Data records:
use std::sync::Arc;

use anyhow::{Context, Result};
use axum::Router;
use tower_http::cors::CorsLayer;
use tracing::{error, info, warn};

use super::api::{self, AppState, SharedState};
use super::pipeline::PipelineEngine;
use super::store::open_store;
use crate::config::StudioConfig;

/// Configuration for the HTTP server.
#[derive(Debug, Clone)]
pub struct ServerConfig {
    pub host: String,
    pub port: u16,
    pub dev_mode: bool,
}

impl Default for ServerConfig {
    fn default() -> Self {
        Self {
            host: "127.0.0.1".to_string(),
            port: 8787,
            dev_mode: false,
        }
    }
}

impl From<&StudioConfig> for ServerConfig {
    fn from(config: &StudioConfig) -> Self {
        let server = &config.toml.server;
        Self {
            host: server.host.clone(),
            port: server.port,
            dev_mode: server.dev,
        }
    }
}

/// Build the full application router. Dev mode allows cross-origin requests
/// from a separately served UI.
pub fn build_router(state: SharedState, dev_mode: bool) -> Router {
    let app = api::api_router().with_state(state);
    if dev_mode {
        app.layer(CorsLayer::permissive())
    } else {
        app
    }
}

/// Open the store, reconcile interrupted runs, and serve until a shutdown
/// signal arrives.
pub async fn start_server(config: &StudioConfig) -> Result<()> {
    let server = ServerConfig::from(config);
    let store = open_store(&config.toml.storage).context("Failed to open run store")?;
    let engine = PipelineEngine::from_config(&config.toml, store);

    let recovery = engine
        .recover()
        .await
        .context("Failed to recover runs from the store")?;
    if !recovery.interrupted.is_empty() || !recovery.restarted.is_empty() {
        info!(
            interrupted = recovery.interrupted.len(),
            restarted = recovery.restarted.len(),
            "recovered runs from previous session"
        );
    }

    let state = Arc::new(AppState::new(engine.clone()));
    let app = build_router(Arc::clone(&state), server.dev_mode);

    let addr = format!("{}:{}", server.host, server.port);
    let listener = tokio::net::TcpListener::bind(&addr)
        .await
        .with_context(|| format!("Failed to bind to {}", addr))?;

    let local_addr = listener.local_addr()?;
    info!(%local_addr, dev = server.dev_mode, "server listening");
    println!("Brand studio running at http://{}", local_addr);

    let shutdown = async move {
        shutdown_signal().await;
        info!("shutting down");
        state.shutdown.cancel();
        engine.shutdown().await;
    };

    axum::serve(listener, app)
        .with_graceful_shutdown(shutdown)
        .await
        .context("Server error")?;

    println!("Server shut down gracefully.");
    Ok(())
}

async fn shutdown_signal() {
    let ctrl_c = async {
        if let Err(e) = tokio::signal::ctrl_c().await {
            error!(error = %e, "failed to listen for Ctrl+C");
            std::future::pending::<()>().await;
        }
    };

    #[cfg(unix)]
    let terminate = async {
        match tokio::signal::unix::signal(tokio::signal::unix::SignalKind::terminate()) {
            Ok(mut signal) => {
                signal.recv().await;
            }
            Err(e) => {
                warn!(error = %e, "failed to listen for SIGTERM");
                std::future::pending::<()>().await;
            }
        }
    };

    #[cfg(not(unix))]
    let terminate = std::future::pending::<()>();

    tokio::select! {
        _ = ctrl_c => {},
        _ = terminate => {},
    }
}
//! Offline run inspection: `studio runs`.

use std::sync::Arc;

use anyhow::{Context, Result};

use super::super::RunsCommands;
use brand_studio::config::{StorageBackend, StudioConfig};
use brand_studio::studio::models::{RunId, RunRecord, RunStatus};
use brand_studio::studio::store::{RunStore, open_store};

/// How many trailing log lines `runs show` prints.
const SHOW_LOG_TAIL: usize = 20;

pub async fn cmd_runs(
    project_dir: &std::path::Path,
    verbose: bool,
    command: Option<RunsCommands>,
) -> Result<()> {
    let config = StudioConfig::new(project_dir.to_path_buf())?;
    let _guard = if verbose {
        brand_studio::telemetry::init(&config.toml.logging, true)?
    } else {
        None
    };

    let storage = &config.toml.storage;
    if storage.backend == StorageBackend::Memory {
        println!("The memory backend keeps no runs between processes.");
        return Ok(());
    }
    if !storage.db_path.exists() {
        println!("No runs recorded yet ({} does not exist).", storage.db_path.display());
        return Ok(());
    }
    let store = open_store(storage)?;

    match command.unwrap_or(RunsCommands::List {
        status: None,
        json: false,
    }) {
        RunsCommands::List { status, json } => list(&store, status.as_deref(), json).await,
        RunsCommands::Show { id, json } => show(&store, &id, json).await,
    }
}

async fn list(store: &Arc<dyn RunStore>, status: Option<&str>, json: bool) -> Result<()> {
    let runs = match status {
        Some(raw) => {
            let status: RunStatus = raw.parse().map_err(anyhow::Error::msg)?;
            store.list_by_status(&[status]).await?
        }
        None => store.list().await?,
    };

    if json {
        println!("{}", serde_json::to_string_pretty(&runs)?);
        return Ok(());
    }
    if runs.is_empty() {
        println!("No runs found.");
        return Ok(());
    }

    println!(
        "{:<36}  {:<20}  {:<7}  {:<12}  CREATED",
        "RUN ID", "CLIENT", "MODE", "STATUS"
    );
    for run in &runs {
        println!(
            "{:<36}  {:<20}  {:<7}  {:<12}  {}",
            run.run_id,
            run.client_id,
            run.mode.as_str(),
            run.status.as_str(),
            run.created_at.format("%Y-%m-%d %H:%M:%S")
        );
    }
    Ok(())
}

async fn show(store: &Arc<dyn RunStore>, id: &str, json: bool) -> Result<()> {
    let run_id: RunId = id.parse().map_err(anyhow::Error::msg)?;
    let run = store
        .get(run_id)
        .await?
        .with_context(|| format!("Run {} not found", run_id))?;

    if json {
        println!("{}", serde_json::to_string_pretty(&run)?);
    } else {
        print_run(&run);
    }
    Ok(())
}

fn print_run(run: &RunRecord) {
    println!("Run {}", run.run_id);
    println!("  client:  {}", run.client_id);
    println!("  mode:    {}", run.mode);
    println!("  status:  {}", run.status);
    println!("  created: {}", run.created_at.to_rfc3339());
    if let Some(ended) = run.ended_at {
        println!("  ended:   {}", ended.to_rfc3339());
    }
    if let Some(error) = &run.error {
        println!("  error:   {}", error);
    }

    println!();
    println!("Stages:");
    for stage in &run.stages {
        match &stage.message {
            Some(msg) => println!("  {:<13} {:<10} {}", stage.label, stage.status.as_str(), msg),
            None => println!("  {:<13} {}", stage.label, stage.status.as_str()),
        }
    }

    if let Some(review) = &run.review_state {
        println!();
        println!(
            "Review: {} (required: {})",
            review.status.as_str(),
            review.required
        );
    }

    if !run.artifacts.is_empty() {
        println!();
        println!("Artifacts:");
        for artifact in &run.artifacts {
            println!("  [{}] {}  {}", artifact.kind.as_str(), artifact.name, artifact.path);
        }
    }

    if !run.logs.is_empty() {
        println!();
        println!("Log (last {}):", SHOW_LOG_TAIL.min(run.logs.len()));
        let skip = run.logs.len().saturating_sub(SHOW_LOG_TAIL);
        for entry in run.logs.iter().skip(skip) {
            println!(
                "  {} {:<5} [{}] {}",
                entry.time.format("%H:%M:%S"),
                entry.level.as_str(),
                entry.stage,
                entry.message
            );
        }
    }
}
//! Process diagnostics via `tracing`.
//!
//! The user-facing run feed lives in each `RunRecord`; this is only the
//! operator log. `RUST_LOG` overrides the configured level.

use anyhow::{Context, Result};
use tracing_appender::non_blocking::WorkerGuard;
use tracing_subscriber::layer::SubscriberExt;
use tracing_subscriber::util::SubscriberInitExt;
use tracing_subscriber::{EnvFilter, Layer, Registry};

use crate::config::LoggingSection;

const LOG_FILE_PREFIX: &str = "studio.log";

type BoxedLayer = Box<dyn Layer<Registry> + Send + Sync>;

/// Resolve the filter: `RUST_LOG`, then `--verbose`, then `logging.level`.
pub fn filter_for(logging: &LoggingSection, verbose: bool) -> EnvFilter {
    if let Ok(filter) = EnvFilter::try_from_default_env() {
        return filter;
    }
    let level = if verbose { "debug" } else { logging.level.as_str() };
    EnvFilter::try_new(level).unwrap_or_else(|_| EnvFilter::new("info"))
}

/// Install the global subscriber. Keep the returned guard alive for the life
/// of the process or buffered file output is lost.
pub fn init(logging: &LoggingSection, verbose: bool) -> Result<Option<WorkerGuard>> {
    let mut layers: Vec<BoxedLayer> = Vec::new();

    let stderr = tracing_subscriber::fmt::layer().with_writer(std::io::stderr);
    if logging.json {
        layers.push(stderr.json().boxed());
    } else {
        layers.push(stderr.with_target(false).boxed());
    }

    let guard = match &logging.dir {
        Some(dir) => {
            std::fs::create_dir_all(dir)
                .with_context(|| format!("Failed to create log directory {}", dir.display()))?;
            let appender = tracing_appender::rolling::daily(dir, LOG_FILE_PREFIX);
            let (writer, guard) = tracing_appender::non_blocking(appender);
            let file = tracing_subscriber::fmt::layer()
                .with_writer(writer)
                .with_ansi(false);
            if logging.json {
                layers.push(file.json().boxed());
            } else {
                layers.push(file.boxed());
            }
            Some(guard)
        }
        None => None,
    };

    tracing_subscriber::registry()
        .with(layers)
        .with(filter_for(logging, verbose))
        .try_init()
        .context("Failed to install tracing subscriber")?;

    Ok(guard)
}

What you need to do: The required answer is the run of lines above, starting at the line with "const SHOW_LOG_TAIL: usize = 20;" and ending at the line with "brand_studio::telemetry::init(&config.toml.logging, true)?", reproduced exactly with both ends.

Answer for this exercise:
const SHOW_LOG_TAIL: usize = 20;

pub async fn cmd_runs(
    project_dir: &std::path::Path,
    verbose: bool,
    command: Option<RunsCommands>,
) -> Result<()> {
    let config = StudioConfig::new(project_dir.to_path_buf())?;
    let _guard = if verbose {
        brand_studio::telemetry::init(&config.toml.logging, true)?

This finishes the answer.